▶ **Exercise aim**: Your task is to copy every line of the records below that contains "edge".

▶ **Available data**:
____________

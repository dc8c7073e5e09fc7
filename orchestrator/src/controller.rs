//! Controller loop: one worker per reconciler kind, woken by change events
//! and by a jittered periodic tick.
//!
//! Workers never run concurrently for the same entity key; events that
//! arrive mid-run coalesce into a single trailing-edge re-run. On shutdown
//! the loop drains within a bounded deadline, then cancels what is left.

use std::collections::HashMap;
use std::future::Future;
use std::hash::Hash;
use std::sync::Arc;
use std::time::Duration;

use chrono::Utc;
use parking_lot::Mutex;
use stark_common::events::{ChangeAction, EntityKind};
use stark_common::types::{Pod, PodStatus};
use tokio_util::sync::CancellationToken;
use uuid::Uuid;

use crate::state::AppState;

/// Serializes work per key with trailing-edge coalescing: a submit for a
/// running key marks it dirty and the worker re-runs once after finishing.
pub struct KeyedRunner<K> {
    inner: Arc<Mutex<HashMap<K, bool>>>,
}

impl<K> KeyedRunner<K>
where
    K: Eq + Hash + Copy + Send + Sync + 'static,
{
    pub fn new() -> Self {
        Self {
            inner: Arc::new(Mutex::new(HashMap::new())),
        }
    }

    pub fn submit<F, Fut>(&self, key: K, run: F)
    where
        F: Fn(K) -> Fut + Send + Sync + 'static,
        Fut: Future<Output = ()> + Send,
    {
        {
            let mut map = self.inner.lock();
            if let Some(dirty) = map.get_mut(&key) {
                *dirty = true;
                return;
            }
            map.insert(key, false);
        }
        let inner = self.inner.clone();
        tokio::spawn(async move {
            loop {
                run(key).await;
                let mut map = inner.lock();
                if map.get(&key) == Some(&true) {
                    map.insert(key, false);
                } else {
                    map.remove(&key);
                    break;
                }
            }
        });
    }

    pub fn in_flight(&self) -> usize {
        self.inner.lock().len()
    }
}

impl<K> Default for KeyedRunner<K>
where
    K: Eq + Hash + Copy + Send + Sync + 'static,
{
    fn default() -> Self {
        Self::new()
    }
}

/// Tick period with +-20% jitter so fleets do not align.
fn jittered(period: Duration) -> Duration {
    let factor = 0.8 + 0.4 * rand::random::<f64>();
    period.mul_f64(factor)
}

fn parse_pod(value: &Option<serde_json::Value>) -> Option<Pod> {
    value.clone().and_then(|v| serde_json::from_value(v).ok())
}

pub struct Controller {
    state: AppState,
}

impl Controller {
    pub fn new(state: AppState) -> Self {
        Self { state }
    }

    /// Spawn every worker and wait for shutdown. Returns once the drain
    /// deadline passes or all workers stop.
    pub async fn run(self, cancel: CancellationToken, drain: Duration) {
        let tick = Duration::from_secs(self.state.timing.controller_tick_secs);

        let handles = vec![
            tokio::spawn(reconcile_worker(self.state.clone(), cancel.clone(), tick)),
            tokio::spawn(schedule_worker(self.state.clone(), cancel.clone(), tick)),
            tokio::spawn(lifecycle_worker(self.state.clone(), cancel.clone(), tick)),
            tokio::spawn(routing_worker(self.state.clone(), cancel.clone(), tick)),
            tokio::spawn(accounting_worker(self.state.clone(), cancel.clone())),
            tokio::spawn(audit_worker(self.state.clone(), cancel.clone())),
        ];

        cancel.cancelled().await;
        tracing::info!("controller draining workers");
        let all = futures_util::future::join_all(handles);
        if tokio::time::timeout(drain, all).await.is_err() {
            tracing::warn!("controller drain deadline passed, forcing cancellation");
        }
    }
}

/// Service reconciliation: woken by service, pod, and pack changes, plus
/// the tick which re-enqueues every service.
async fn reconcile_worker(state: AppState, cancel: CancellationToken, tick: Duration) {
    let mut events = state
        .bus
        .subscribe_kinds(&[EntityKind::Service, EntityKind::Pod, EntityKind::Pack]);
    let runner: Arc<KeyedRunner<Uuid>> = Arc::new(KeyedRunner::new());

    let enqueue = {
        let runner = runner.clone();
        let state = state.clone();
        move |corr: Uuid, service_id: Uuid| {
            let state = state.clone();
            runner.submit(service_id, move |key| {
                let state = state.clone();
                async move {
                    if let Err(e) = state.reconciler.reconcile_service(corr, key).await {
                        tracing::warn!(service_id = %key, "reconcile pass failed: {e}");
                    }
                }
            });
        }
    };

    let enqueue_all = {
        let state = state.clone();
        let enqueue = enqueue.clone();
        move |corr: Uuid| {
            let state = state.clone();
            let enqueue = enqueue.clone();
            async move {
                match state.reconciler.all_service_ids().await {
                    Ok(ids) => {
                        for id in ids {
                            enqueue(corr, id);
                        }
                    }
                    Err(e) => tracing::warn!("failed to list services: {e}"),
                }
            }
        }
    };

    loop {
        tokio::select! {
            _ = cancel.cancelled() => break,
            _ = tokio::time::sleep(jittered(tick)) => {
                enqueue_all(Uuid::new_v4()).await;
            }
            event = events.recv() => {
                let Some(event) = event else { break };
                match event.kind {
                    EntityKind::Service => {
                        if let Ok(id) = event.key.parse::<Uuid>() {
                            enqueue(event.correlation_id, id);
                        }
                    }
                    EntityKind::Pod => {
                        let service_id = parse_pod(&event.new)
                            .or_else(|| parse_pod(&event.old))
                            .and_then(|p| p.service_id);
                        if let Some(id) = service_id {
                            enqueue(event.correlation_id, id);
                        }
                    }
                    // A new pack version may unblock backoffs or move
                    // follow-latest services.
                    EntityKind::Pack => enqueue_all(event.correlation_id).await,
                    _ => {}
                }
            }
        }
    }
}

/// Scheduling: woken by pending pods and node changes; the pass itself is
/// serial, so bursts of events coalesce into the next run.
async fn schedule_worker(state: AppState, cancel: CancellationToken, tick: Duration) {
    let mut events = state
        .bus
        .subscribe_kinds(&[EntityKind::Pod, EntityKind::Node]);
    let retry = Duration::from_secs(state.timing.scheduling_retry_secs);
    loop {
        let should_run = tokio::select! {
            _ = cancel.cancelled() => break,
            _ = tokio::time::sleep(jittered(tick.min(retry))) => true,
            event = events.recv() => {
                match event {
                    None => break,
                    Some(event) => match event.kind {
                        // Only pending pods make a pass worthwhile.
                        EntityKind::Pod => parse_pod(&event.new)
                            .map(|p| p.status == PodStatus::Pending)
                            .unwrap_or(false),
                        EntityKind::Node => true,
                        _ => false,
                    },
                }
            }
        };
        if should_run
            && let Err(e) = state.scheduler.schedule_pass(Uuid::new_v4()).await
        {
            tracing::warn!("scheduling pass failed: {e}");
        }
    }
}

/// Node lifecycle sweep and namespace teardown, tick-driven only.
async fn lifecycle_worker(state: AppState, cancel: CancellationToken, tick: Duration) {
    loop {
        tokio::select! {
            _ = cancel.cancelled() => break,
            _ = tokio::time::sleep(jittered(tick)) => {}
        }
        let corr = Uuid::new_v4();
        if let Err(e) = state.registry.sweep(corr, Utc::now()).await {
            tracing::warn!("registry sweep failed: {e}");
        }
        if let Err(e) = state.reconciler.sweep_terminating_namespaces(corr).await {
            tracing::warn!("namespace sweep failed: {e}");
        }
        state
            .routing
            .expire(Utc::now(), state.timing.unhealthy_after_secs() as i64);
    }
}

/// Routing fabric upkeep: registry membership, policy snapshots, ingress
/// listeners.
async fn routing_worker(state: AppState, cancel: CancellationToken, tick: Duration) {
    let mut events = state.bus.subscribe_kinds(&[
        EntityKind::Pod,
        EntityKind::Node,
        EntityKind::Service,
        EntityKind::NetworkPolicy,
    ]);
    // Initial sync so restarts come up with current policies and listeners.
    if let Err(e) = state.routing.sync_policies().await {
        tracing::warn!("initial policy sync failed: {e}");
    }
    if let Err(e) = state.ingress.sync().await {
        tracing::warn!("initial ingress sync failed: {e}");
    }
    loop {
        tokio::select! {
            _ = cancel.cancelled() => break,
            _ = tokio::time::sleep(jittered(tick)) => {
                if let Err(e) = state.routing.sync_policies().await {
                    tracing::warn!("policy sync failed: {e}");
                }
                if let Err(e) = state.ingress.sync().await {
                    tracing::warn!("ingress sync failed: {e}");
                }
            }
            event = events.recv() => {
                let Some(event) = event else { break };
                let result = match event.kind {
                    EntityKind::Pod => state.routing.on_pod_event(&event).await,
                    EntityKind::Node => state.routing.on_node_event(&event).await,
                    EntityKind::Service | EntityKind::NetworkPolicy => {
                        let policies = state.routing.sync_policies().await;
                        let ingress = state.ingress.sync().await;
                        policies.and(ingress)
                    }
                    _ => Ok(()),
                };
                if let Err(e) = result {
                    tracing::warn!("routing event handling failed: {e}");
                }
            }
        }
    }
    state.ingress.shutdown();
}

/// Pod bookkeeping that must see every transition exactly once: crash-loop
/// accounting and node allocation release.
async fn accounting_worker(state: AppState, cancel: CancellationToken) {
    let mut events = state.bus.subscribe_kinds(&[EntityKind::Pod]);
    loop {
        let event = tokio::select! {
            _ = cancel.cancelled() => break,
            event = events.recv() => match event {
                Some(event) => event,
                None => break,
            },
        };
        if event.action != ChangeAction::Updated {
            continue;
        }
        let (Some(old), Some(new)) = (parse_pod(&event.old), parse_pod(&event.new)) else {
            continue;
        };
        if old.status == new.status {
            continue;
        }
        if let Err(e) = state
            .reconciler
            .note_pod_transition(event.correlation_id, old.status, &new)
            .await
        {
            tracing::warn!(pod_id = %new.id, "failure accounting failed: {e}");
        }
        if new.status.is_terminal() && !old.status.is_terminal() && new.node_id.is_some() {
            if let Err(e) = state.scheduler.release(event.correlation_id, &new).await {
                tracing::warn!(pod_id = %new.id, "allocation release failed: {e}");
            }
        }
    }
}

/// Structured audit stream: every state transition, with its correlation
/// id, at info level under the `audit` target.
async fn audit_worker(state: AppState, cancel: CancellationToken) {
    let mut events = state.bus.subscribe();
    loop {
        let event = tokio::select! {
            _ = cancel.cancelled() => break,
            event = events.recv() => match event {
                Ok(event) => event,
                Err(tokio::sync::broadcast::error::RecvError::Lagged(missed)) => {
                    tracing::warn!(target: "audit", missed, "audit stream lagged");
                    continue;
                }
                Err(tokio::sync::broadcast::error::RecvError::Closed) => break,
            },
        };
        tracing::info!(
            target: "audit",
            correlation_id = %event.correlation_id,
            kind = ?event.kind,
            action = ?event.action,
            key = %event.key,
            "state change"
        );
    }
}

#[cfg(test)]
mod tests {
    use super::*;
    use std::sync::atomic::{AtomicUsize, Ordering};

    #[tokio::test]
    async fn keyed_runner_serializes_and_coalesces() {
        let runner: KeyedRunner<u32> = KeyedRunner::new();
        let runs = Arc::new(AtomicUsize::new(0));

        for _ in 0..5 {
            let runs = runs.clone();
            runner.submit(1, move |_| {
                let runs = runs.clone();
                async move {
                    tokio::time::sleep(Duration::from_millis(20)).await;
                    runs.fetch_add(1, Ordering::SeqCst);
                }
            });
        }
        tokio::time::sleep(Duration::from_millis(200)).await;
        // First run plus exactly one trailing-edge re-run.
        assert_eq!(runs.load(Ordering::SeqCst), 2);
        assert_eq!(runner.in_flight(), 0);
    }

    #[tokio::test]
    async fn keyed_runner_runs_different_keys_concurrently() {
        let runner: KeyedRunner<u32> = KeyedRunner::new();
        let runs = Arc::new(AtomicUsize::new(0));
        for key in 0..4 {
            let runs = runs.clone();
            runner.submit(key, move |_| {
                let runs = runs.clone();
                async move {
                    tokio::time::sleep(Duration::from_millis(10)).await;
                    runs.fetch_add(1, Ordering::SeqCst);
                }
            });
        }
        tokio::time::sleep(Duration::from_millis(100)).await;
        assert_eq!(runs.load(Ordering::SeqCst), 4);
    }

    #[test]
    fn jitter_stays_within_twenty_percent() {
        let base = Duration::from_secs(10);
        for _ in 0..100 {
            let d = jittered(base);
            assert!(d >= Duration::from_secs(8));
            assert!(d <= Duration::from_secs(12));
        }
    }
}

____________

▶ **Answer box**:
//! arrive mid-run coalesce into a single trailing-edge re-run. On shutdown
/// Serializes work per key with trailing-edge coalescing: a submit for a
        // First run plus exactly one trailing-edge re-run.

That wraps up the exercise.